§ **Aim of the task**:
Go through the listing below and show each line that has the word "data".
***
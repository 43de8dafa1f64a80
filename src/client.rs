use crate::{
    config::ApiConfig,
    data::{NewStudent, Student},
    error::{ApiTransportSnafu, BuildHttpClientSnafu, DecodeResponseSnafu, RollcallError, RollcallResult},
};
use async_trait::async_trait;
use serde::Deserialize;
use snafu::ResultExt;
use std::sync::Arc;

/// The three operations the remote student API supports. Behind a trait so
/// the view routes can be driven by an in-memory fake in tests.
///
/// None of these retry, cache, or batch; every call is one HTTP round-trip
/// and every failure is terminal for the user action that issued it.
#[async_trait]
pub trait StudentApi: Send + Sync {
    /// Full current collection, in whatever order the server returns it.
    async fn list_students(&self) -> RollcallResult<Vec<Student>>;

    /// Returns the created record, including the server-assigned id.
    async fn create_student(&self, new_student: NewStudent) -> RollcallResult<Student>;

    async fn delete_student(&self, id: i64) -> RollcallResult<()>;
}

#[derive(Clone, Debug)]
pub struct HttpStudentApi {
    http: reqwest::Client,
    config: Arc<ApiConfig>,
}

impl HttpStudentApi {
    /// No explicit timeouts: the reqwest defaults apply.
    pub fn new(config: Arc<ApiConfig>) -> RollcallResult<Self> {
        let http = reqwest::Client::builder()
            .build()
            .context(BuildHttpClientSnafu)?;
        Ok(Self { http, config })
    }
}

#[async_trait]
impl StudentApi for HttpStudentApi {
    async fn list_students(&self) -> RollcallResult<Vec<Student>> {
        let response = self
            .http
            .get(self.config.students_url())
            .send()
            .await
            .context(ApiTransportSnafu)?;

        into_api_result(response)
            .await?
            .json()
            .await
            .context(DecodeResponseSnafu)
    }

    async fn create_student(&self, new_student: NewStudent) -> RollcallResult<Student> {
        let response = self
            .http
            .post(self.config.students_url())
            .json(&new_student)
            .send()
            .await
            .context(ApiTransportSnafu)?;

        into_api_result(response)
            .await?
            .json()
            .await
            .context(DecodeResponseSnafu)
    }

    async fn delete_student(&self, id: i64) -> RollcallResult<()> {
        let response = self
            .http
            .delete(self.config.student_url(id))
            .send()
            .await
            .context(ApiTransportSnafu)?;

        into_api_result(response).await.map(|_| ())
    }
}

/// The `{status, error, message}` payload the API attaches to non-2xx
/// responses. Every field is optional here: the payload shape is only a
/// convention, and a proxy or a crashed server can hand back anything.
#[derive(Debug, Default, Deserialize)]
struct ErrorPayload {
    #[serde(default)]
    status: Option<u16>,
    #[serde(default)]
    error: Option<String>,
    #[serde(default)]
    message: Option<String>,
}

impl ErrorPayload {
    fn into_error(self, http_status: u16) -> RollcallError {
        RollcallError::ApiRejected {
            status: self.status.unwrap_or(http_status),
            error: self.error.unwrap_or_else(|| "Unknown Error".to_string()),
            message: self
                .message
                .unwrap_or_else(|| "The student service reported a failure with no details".to_string()),
        }
    }
}

/// Pass 2xx responses through; turn anything else into `ApiRejected`,
/// falling back to a generic payload when the body is not the expected
/// JSON shape (or not JSON at all).
async fn into_api_result(response: reqwest::Response) -> RollcallResult<reqwest::Response> {
    let status = response.status();
    if status.is_success() {
        return Ok(response);
    }

    let payload = response
        .json::<ErrorPayload>()
        .await
        .unwrap_or_default();
    Err(payload.into_error(status.as_u16()))
}
use crate::{
    data::{Gender, student::StudentFormInput},
    error::RollcallResult,
    maud_conveniences::{error_notification, form_element, simple_form_element, success_notification, title},
    state::RollcallState,
};
use axum::{
    Form,
    extract::State,
    response::{IntoResponse, Response},
};
use maud::{Markup, html};

fn non_empty(s: &str) -> Option<&str> {
    if s.is_empty() { None } else { Some(s) }
}

/// The drawer panel. Re-rendered with the entered values on every failed
/// submission so nothing the user typed is lost.
fn drawer_form(input: &StudentFormInput) -> Markup {
    html! {
        div class="bg-gray-800 border border-gray-700 p-6 rounded shadow-md" {
            (title("Create new student"))

            form hx-put="/internal/students/new_student_form" hx-trigger="submit" hx-target="#drawer" class="p-4" {
                (simple_form_element("first_name", "First Name", true, None, non_empty(&input.first_name)))
                (simple_form_element("last_name", "Last Name", true, None, non_empty(&input.last_name)))
                (simple_form_element("email", "Email", true, Some("email"), non_empty(&input.email)))
                (form_element("gender", "Gender", html! {
                    select required id="gender" name="gender" class="shadow appearance-none border rounded w-full py-2 px-3 leading-tight focus:outline-none focus:shadow-outline bg-gray-700 border-gray-600" {
                        option value="" disabled selected[input.gender.is_empty()] {"Please select a gender"}
                        @for gender in Gender::ALL {
                            option value=(gender) selected[input.gender == gender.as_str()] {(gender)}
                        }
                    }
                }))

                div class="flex items-center justify-between" {
                    button type="submit" class="bg-blue-500 hover:bg-blue-700 font-bold py-2 px-4 rounded focus:outline-none focus:shadow-outline" {
                        "Submit"
                    }
                    button type="button" hx-post="/internal/students/close_drawer" hx-target="#drawer" class="bg-slate-600 hover:bg-slate-800 font-bold py-2 px-4 rounded" {
                        "Cancel"
                    }
                }
            }
        }
    }
}

pub async fn internal_get_add_student_form(State(state): State<RollcallState>) -> Markup {
    state.drawer().write().await.open();
    drawer_form(&StudentFormInput::default())
}

/// Submit the creation form. Order matters here: presence validation and
/// the gender parse run before anything touches the network, and the
/// in-flight guard is claimed before the call so a double-click cannot
/// issue a second request.
pub async fn internal_put_new_student(
    State(state): State<RollcallState>,
    Form(input): Form<StudentFormInput>,
) -> RollcallResult<Response> {
    let missing = input.missing_fields();
    if !missing.is_empty() {
        // The browser's `required` attributes catch this first; this is the
        // backstop for anything that bypasses them. Still zero API calls.
        return Ok(html! {
            (drawer_form(&input))
            (error_notification("Missing required fields", &missing.join(", ")))
        }
        .into_response());
    }

    // A gender outside the enum can only arrive by bypassing the rendered
    // select, so it propagates as an error rather than a notification.
    let new_student = input.clone().into_new_student()?;

    if !state.drawer().write().await.begin_submit() {
        return Ok(html! {
            (drawer_form(&input))
            (error_notification(
                "Submission in progress",
                "The previous submission has not finished yet.",
            ))
        }
        .into_response());
    }

    let result = state.api().create_student(new_student).await;

    let mut drawer = state.drawer().write().await;
    drawer.finish_submit();

    Ok(match result {
        Ok(created) => {
            drawer.close();
            info!(id = created.id, "student added");
            // The un-targeted part of this response is empty, which clears
            // the drawer container; the notification rides along
            // out-of-band and the header fires the refresh.
            let note = success_notification(
                "Student added",
                &format!("{} was added successfully", created.first_name),
            );
            ([("HX-Trigger", "students_changed")], note).into_response()
        }
        Err(e) => {
            warn!(?e, "adding student failed");
            html! {
                (drawer_form(&input))
                (error_notification("There was an issue", &e.notification_body()))
            }
            .into_response()
        }
    })
}

pub async fn internal_post_close_drawer(State(state): State<RollcallState>) -> Markup {
    state.drawer().write().await.close();
    html! {}
}
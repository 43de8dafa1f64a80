#![warn(clippy::pedantic, clippy::all, clippy::nursery)]
#![allow(clippy::single_match_else)]

use crate::{
    routes::{
        drawer::{internal_get_add_student_form, internal_post_close_drawer, internal_put_new_student},
        index::get_index_route,
        students::{delete_student, get_students, internal_get_students},
    },
    state::RollcallState,
};
use axum::{
    Router,
    routing::{get, post},
};
use tower_http::trace::TraceLayer;

#[macro_use]
extern crate tracing;

pub mod client;
pub mod config;
pub mod data;
pub mod error;
pub mod maud_conveniences;
pub mod routes;
pub mod state;
pub mod view;

pub fn app(state: RollcallState) -> Router {
    Router::new()
        .route("/", get(get_index_route))
        .route("/students", get(get_students).delete(delete_student))
        .route("/internal/get_students", get(internal_get_students))
        .route(
            "/internal/students/new_student_form",
            get(internal_get_add_student_form).put(internal_put_new_student),
        )
        .route(
            "/internal/students/close_drawer",
            post(internal_post_close_drawer),
        )
        .layer(TraceLayer::new_for_http())
        .with_state(state)
}
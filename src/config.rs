use crate::error::{BadEnvVarSnafu, RollcallResult};
use dotenvy::var;
use snafu::ResultExt;
use std::sync::Arc;

#[derive(Clone, Debug)]
pub struct RuntimeConfiguration {
    api_config: Arc<ApiConfig>,
}

impl RuntimeConfiguration {
    pub fn new() -> RollcallResult<Self> {
        Ok(Self {
            api_config: Arc::new(ApiConfig::new()?),
        })
    }

    pub fn api_config(&self) -> Arc<ApiConfig> {
        self.api_config.clone()
    }
}

#[derive(Debug)]
pub struct ApiConfig {
    base_url: String,
}

impl ApiConfig {
    pub fn new() -> RollcallResult<Self> {
        let get_env_var = |name| var(name).context(BadEnvVarSnafu { name });

        Ok(Self::from_base_url(get_env_var("ROLLCALL_API_URL")?))
    }

    pub fn from_base_url(base_url: impl AsRef<str>) -> Self {
        Self {
            base_url: base_url.as_ref().trim_end_matches('/').to_string(),
        }
    }

    pub fn students_url(&self) -> String {
        format!("{}/api/v1/students", self.base_url)
    }

    pub fn student_url(&self, id: i64) -> String {
        format!("{}/api/v1/students/{id}", self.base_url)
    }
}

#[cfg(test)]
mod tests {
    use super::*;

    #[test]
    fn trailing_slash_is_stripped() {
        let config = ApiConfig::from_base_url("http://localhost:8081/");
        assert_eq!(
            config.students_url(),
            "http://localhost:8081/api/v1/students"
        );
        assert_eq!(
            config.student_url(7),
            "http://localhost:8081/api/v1/students/7"
        );
    }
}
***
§ **Exercise result**:
    data::{NewStudent, Student},
    data::{Gender, student::StudentFormInput},
pub mod data;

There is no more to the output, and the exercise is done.